W drugiej scenie, znanej już ze zwiastuna filmu, też nie jest nam dane zobaczyć niczego więcej z gorącej sceny pomiędzy parą małżonków. Przed lustrem naga Alice, poruszająca się rytmicznie, podchodzący od tyłu Bill. Erotyczna intensywność momentu podkreślona jest poprzez przyjemne oświetlenie i muzykę. W tle utwór Chrisa Isaacka "Baby did a Bad Bad Thing". Widz, mający w pamięci zwiastun sugerujący zmysłowy ciąg dalszy w filmie, jest przekonany, że zaraz się coś wydarzy - jednakże Kubrick wyłącza w tym momencie kamerę i nie pozwala oglądać nam "oczami szeroko otwartymi". Piosenka ma zatem charakter typowo ironiczny, gdyż Haraldowie nie będą robić niczego "złego". Koniec sceny następuje niespodziewanie.

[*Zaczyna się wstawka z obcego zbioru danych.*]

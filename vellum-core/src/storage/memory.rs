//! In-memory document storage
//!
//! Tables are kept in insertion order, which is the natural storage order
//! used when a query has no explicit sort. Suitable for development, tests and
//! small read-mostly datasets loaded from JSON files.

use super::{DocumentStore, StorageError};
use crate::document::{document_values, id_of, Document};
use crate::query::filter::compare_values;
use crate::query::{PaginatedDocs, QueryOptions, SortDirection, Where};
use serde_json::Value;
use std::cmp::Ordering;
use std::collections::HashMap;
use std::path::Path;
use std::sync::atomic::{AtomicU64, Ordering as AtomicOrdering};
use std::sync::{Arc, RwLock};

/// Read counters
#[derive(Debug, Default)]
pub struct MemoryStoreStats {
    /// Calls to `query`
    pub queries: AtomicU64,
    /// Calls to `find_by_id`
    pub lookups: AtomicU64,
}

/// In-memory store
///
/// Thread-safe table storage using RwLock<HashMap>. Cloning shares the data.
///
/// # Example
///
/// ```
/// use vellum_core::storage::MemoryStore;
///
/// let store = MemoryStore::new();
/// store.insert("users", serde_json::json!({ "id": "u1", "name": "Ada" })).unwrap();
/// ```
#[derive(Debug, Clone, Default)]
pub struct MemoryStore {
    tables: Arc<RwLock<HashMap<String, Vec<Document>>>>,
    stats: Arc<MemoryStoreStats>,
}

impl MemoryStore {
    pub fn new() -> Self {
        Self::default()
    }

    /// Create an empty table (no-op if it already exists)
    pub fn create_table(&self, table: &str) -> Result<(), StorageError> {
        let mut tables = self.tables.write().map_err(|_| StorageError::Poisoned)?;
        tables.entry(table.to_string()).or_default();
        Ok(())
    }

    /// Append a document, creating the table if needed.
    ///
    /// Documents without an `id` receive a UUID v4. Returns the id.
    pub fn insert(&self, table: &str, doc: Value) -> Result<String, StorageError> {
        let mut doc = match doc {
            Value::Object(map) => map,
            other => {
                return Err(StorageError::InvalidDocument {
                    table: table.to_string(),
                    reason: format!("expected an object, got {}", other),
                })
            }
        };

        let id = match doc.get("id").and_then(id_of) {
            Some(id) => id,
            None => {
                let id = uuid::Uuid::new_v4().to_string();
                doc.insert("id".to_string(), Value::String(id.clone()));
                id
            }
        };

        let mut tables = self.tables.write().map_err(|_| StorageError::Poisoned)?;
        tables.entry(table.to_string()).or_default().push(doc);
        Ok(id)
    }

    /// Load every `<table>.json` file (a JSON array of objects) from a directory
    pub fn load_dir(path: impl AsRef<Path>) -> Result<Self, StorageError> {
        let store = Self::new();
        let mut entries: Vec<_> = std::fs::read_dir(path.as_ref())?
            .filter_map(|entry| entry.ok())
            .map(|entry| entry.path())
            .filter(|p| p.extension().is_some_and(|ext| ext == "json"))
            .collect();
        entries.sort();

        for file in entries {
            let Some(table) = file.file_stem().and_then(|s| s.to_str()).map(str::to_string) else {
                continue;
            };
            let content = std::fs::read_to_string(&file)?;
            let rows: Vec<Value> = serde_json::from_str(&content)?;
            store.create_table(&table)?;
            let count = rows.len();
            for row in rows {
                store.insert(&table, row)?;
            }
            log::debug!("loaded {} rows into table '{}' from {}", count, table, file.display());
        }

        Ok(store)
    }

    /// Number of rows in a table
    pub fn count(&self, table: &str) -> Result<usize, StorageError> {
        let tables = self.tables.read().map_err(|_| StorageError::Poisoned)?;
        tables.get(table).map(Vec::len).ok_or_else(|| StorageError::UnknownTable(table.to_string()))
    }

    pub fn stats(&self) -> &MemoryStoreStats {
        &self.stats
    }

    fn run_query(
        &self,
        table: &str,
        filter: &Where,
        options: &QueryOptions,
    ) -> Result<PaginatedDocs, StorageError> {
        let tables = self.tables.read().map_err(|_| StorageError::Poisoned)?;
        let rows = tables.get(table).ok_or_else(|| StorageError::UnknownTable(table.to_string()))?;

        let mut matched: Vec<&Document> =
            rows.iter().filter(|doc| filter.matches_document(doc)).collect();

        if let Some(sort) = &options.sort {
            matched.sort_by(|a, b| {
                let ord = compare_field(a, b, &sort.field);
                match sort.direction {
                    SortDirection::Asc => ord,
                    SortDirection::Desc => ord.reverse(),
                }
            });
        }

        let total = matched.len();
        let page: Vec<Document> = match options.limit {
            Some(limit) => {
                matched.into_iter().skip(options.offset()).take(limit).cloned().collect()
            }
            None => matched.into_iter().cloned().collect(),
        };

        Ok(PaginatedDocs::from_page(page, total, options))
    }
}

fn compare_field(a: &Document, b: &Document, field: &str) -> Ordering {
    let left = document_values(a, field).into_iter().next();
    let right = document_values(b, field).into_iter().next();
    match (left, right) {
        (Some(l), Some(r)) => compare_values(l, r).unwrap_or(Ordering::Equal),
        // Missing values sort last
        (Some(_), None) => Ordering::Less,
        (None, Some(_)) => Ordering::Greater,
        (None, None) => Ordering::Equal,
    }
}

#[async_trait::async_trait]
impl DocumentStore for MemoryStore {
    async fn query(
        &self,
        table: &str,
        filter: &Where,
        options: &QueryOptions,
    ) -> Result<PaginatedDocs, StorageError> {
        self.stats.queries.fetch_add(1, AtomicOrdering::Relaxed);
        self.run_query(table, filter, options)
    }

    async fn find_by_id(&self, table: &str, id: &str) -> Result<Option<Document>, StorageError> {
        self.stats.lookups.fetch_add(1, AtomicOrdering::Relaxed);
        let tables = self.tables.read().map_err(|_| StorageError::Poisoned)?;
        let rows = tables.get(table).ok_or_else(|| StorageError::UnknownTable(table.to_string()))?;
        Ok(rows
            .iter()
            .find(|doc| doc.get("id").and_then(id_of).as_deref() == Some(id))
            .cloned())
    }
}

Widać jeszcze Alice patrzącą wymownie w lustro, a potem już tylko przytłumione światło. W pamięci widza zapada zagadkowe i wyzywające spojrzenie..."

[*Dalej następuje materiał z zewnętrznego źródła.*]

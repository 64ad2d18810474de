//! Storage collaborator
//!
//! The resolver only needs a narrow "table query" capability. Backends
//! (in-memory, SQL, document stores) implement [`DocumentStore`].

use crate::document::Document;
use crate::query::{PaginatedDocs, QueryOptions, Where};

pub mod memory;

pub use memory::{MemoryStore, MemoryStoreStats};

/// Storage backend errors, propagated unmodified by the resolver
#[derive(thiserror::Error, Debug)]
pub enum StorageError {
    #[error("Unknown table '{0}'")]
    UnknownTable(String),
    #[error("Invalid document in table '{table}': {reason}")]
    InvalidDocument { table: String, reason: String },
    #[error("Storage lock poisoned")]
    Poisoned,
    #[error("Storage backend error: {0}")]
    Backend(String),
    #[error(transparent)]
    Io(#[from] std::io::Error),
    #[error(transparent)]
    Json(#[from] serde_json::Error),
}

/// Query capability required from a storage backend
///
/// Implement this trait to plug in a database adapter.
#[async_trait::async_trait]
pub trait DocumentStore: Send + Sync {
    /// Run a filtered, paginated query against a physical table
    async fn query(
        &self,
        table: &str,
        filter: &Where,
        options: &QueryOptions,
    ) -> Result<PaginatedDocs, StorageError>;

    /// Fetch a single row by id
    async fn find_by_id(&self, table: &str, id: &str) -> Result<Option<Document>, StorageError> {
        let result = self.query(table, &Where::equals("id", id), &QueryOptions::first()).await?;
        Ok(result.docs.into_iter().next())
    }
}

// Implement DocumentStore for Arc<S> to allow sharing a concrete store
#[async_trait::async_trait]
impl<S: DocumentStore + ?Sized> DocumentStore for std::sync::Arc<S> {
    async fn query(
        &self,
        table: &str,
        filter: &Where,
        options: &QueryOptions,
    ) -> Result<PaginatedDocs, StorageError> {
        (**self).query(table, filter, options).await
    }

    async fn find_by_id(&self, table: &str, id: &str) -> Result<Option<Document>, StorageError> {
        (**self).find_by_id(table, id).await
    }
}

Tak, ładnie opisane. Na pewno w zamyśle tak miało to wyglądać, ale rzeczywistość jest niestety inna.
kwestia umiejętności wyłapywania takich rzeczy z filmu. opis został w koncu przez jakiegoś uważnego widza, nie kubricka. ja na wydźwięk wielu scen również nie zwróciłam uwagi
świat jest dziwny. Tu widzę mnóstwo gołych kobiet, kilka razy oglądamy seks i piszecie, że to nie jest film erotyczny, a w american pie parę razy pokazali urywki z gołymi bohaterami (nawet nie było widać najistotniejszych elementów ciała) i sporo osób twierdzi, że to pornos. Dla mnie film erotyczny to taki gdzie często widze piersi i tyłki, ale może są jeszcze jakieś ukryte cechy, które powinien posiadać.

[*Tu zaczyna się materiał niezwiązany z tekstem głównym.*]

use crate::config::TerrainConfig;
use bevy::math::Vec2;
use std::error::Error;
use std::fmt::{Display, Formatter};

/// Piecewise-linear ground profile sampled at a fixed horizontal spacing.
/// Screen space: larger y is lower on screen.
#[derive(Debug, Clone)]
pub struct TerrainProfile {
    points: Vec<Vec2>,
    spacing: f32,
}

#[derive(Debug, Clone, PartialEq)]
pub enum TerrainError {
    TooFewPoints { count: usize },
    NonPositiveSpacing { spacing: f32 },
    NonIncreasing { index: usize },
}

impl Display for TerrainError {
    fn fmt(&self, f: &mut Formatter<'_>) -> std::fmt::Result {
        match self {
            Self::TooFewPoints { count } => {
                write!(f, "terrain needs at least 2 points (got {count})")
            }
            Self::NonPositiveSpacing { spacing } => {
                write!(f, "terrain spacing must be > 0 (got {spacing})")
            }
            Self::NonIncreasing { index } => {
                write!(f, "terrain point {index} does not advance to the right")
            }
        }
    }
}

impl Error for TerrainError {}

impl TerrainProfile {
    pub fn new(points: Vec<Vec2>, spacing: f32) -> Result<Self, TerrainError> {
        if points.len() < 2 {
            return Err(TerrainError::TooFewPoints {
                count: points.len(),
            });
        }
        if spacing.is_nan() || spacing <= 0.0 {
            return Err(TerrainError::NonPositiveSpacing { spacing });
        }
        if let Some(index) = points
            .windows(2)
            .position(|pair| pair[1].x <= pair[0].x)
        {
            return Err(TerrainError::NonIncreasing { index: index + 1 });
        }

        Ok(Self { points, spacing })
    }

    pub fn points(&self) -> &[Vec2] {
        &self.points
    }

    pub fn segment_count(&self) -> usize {
        self.points.len() - 1
    }

    pub fn segments(&self) -> impl Iterator<Item = (Vec2, Vec2)> + '_ {
        self.points.windows(2).map(|pair| (pair[0], pair[1]))
    }

    /// Index of the segment under `x`, clamped to the first/last segment
    /// outside the sampled range.
    pub fn segment_index_at(&self, x: f32) -> usize {
        let raw = (x / self.spacing).floor();
        if raw.is_nan() || raw < 0.0 {
            return 0;
        }
        (raw as usize).min(self.segment_count() - 1)
    }

    pub fn segment_at(&self, x: f32) -> (Vec2, Vec2) {
        let index = self.segment_index_at(x);
        (self.points[index], self.points[index + 1])
    }

    /// Slope of the segment under `x` in radians. Negative when the ground
    /// rises to the right.
    pub fn slope_angle_at(&self, x: f32) -> f32 {
        let (a, b) = self.segment_at(x);
        (b.y - a.y).atan2(b.x - a.x)
    }

    /// Surface height under `x`, holding the end heights outside the range.
    pub fn height_at(&self, x: f32) -> f32 {
        let (a, b) = self.segment_at(x);
        let t = ((x - a.x) / (b.x - a.x)).clamp(0.0, 1.0);
        a.y + (b.y - a.y) * t
    }

    pub fn width(&self) -> f32 {
        self.points[self.points.len() - 1].x - self.points[0].x
    }
}

/// Builds terrain by a bounded random walk. The same seed always yields the
/// same profile.
pub fn generate_random_walk(config: &TerrainConfig) -> Result<TerrainProfile, TerrainError> {
    let mut seed = config.seed;
    let mut y = config.start_y;
    let mut points = Vec::with_capacity(config.point_count);

    for index in 0..config.point_count {
        if index >= config.flat_lead_in.max(1) {
            y = (y + next_signed_unit_random(&mut seed) * config.max_step)
                .clamp(config.min_y, config.max_y);
        }
        points.push(Vec2::new(index as f32 * config.spacing, y));
    }

    TerrainProfile::new(points, config.spacing)
}

fn next_signed_unit_random(seed: &mut u64) -> f32 {
    (next_unit_random(seed) * 2.0) - 1.0
}

fn next_unit_random(seed: &mut u64) -> f32 {
    *seed = seed
        .wrapping_mul(6_364_136_223_846_793_005)
        .wrapping_add(1_442_695_040_888_963_407);
    ((*seed >> 32) as u32) as f32 / u32::MAX as f32
}

#[cfg(test)]
pub(crate) fn flat_terrain(height: f32, point_count: usize, spacing: f32) -> TerrainProfile {
    let points = (0..point_count)
        .map(|index| Vec2::new(index as f32 * spacing, height))
        .collect();
    TerrainProfile::new(points, spacing).expect("flat terrain is well formed")
}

Dla mnie osobiście (wbrew temu, jak został on zaklasyfikowany) ten film nie ma nic wspólnego ani z trillerem, a już tym bardziej z erotyką (widziałem nie jeden film, w którym było więcej erotyki, aniżeli tutaj, choć filmy te nie były w żaden sposób, przymajmniej gatunkowo, związane z erotyką). Moim oosbistym zdaniem strata czasu.....
a moim osobistym zdaniem stratą czasu jest czytanie takich wypowiedzi jak twoja, film super, zmuszający widza do myślenia,oczywiście jeśli ktoś potrafi myśleć bo jak nie to oczywiście czarna magia i strata czasu
widzom takim pozostaje avatar, spider-man no i american pie...
cóż, niestety niektórzy biorą się za filmy, których nie rozumieją. To tak, jakby przedszkolakowi dać podręcznik do matematyki z podstawówki. Niby umie czytać cyfry i znaki, jednak nie rozumie ich połączenia.
sorry że tak późno odpowiadam, minęło pół roku i dopiero zauważyłem post i bardzo sie wzburzyłem umysłowo. Bo co ma erotyka do rozuienia.?? Nawet przedszkolak umie liczyć więc może sobie policzyc ile razy widzi cycki na ekranie i na podstawie tego stwierdzic czy film jest pornosem czy nie. Rozumienie tu nie ma nic wspólnego. pornos chocby nie wiem jak wspaniały cz6y ambitny pozostaje pornosem.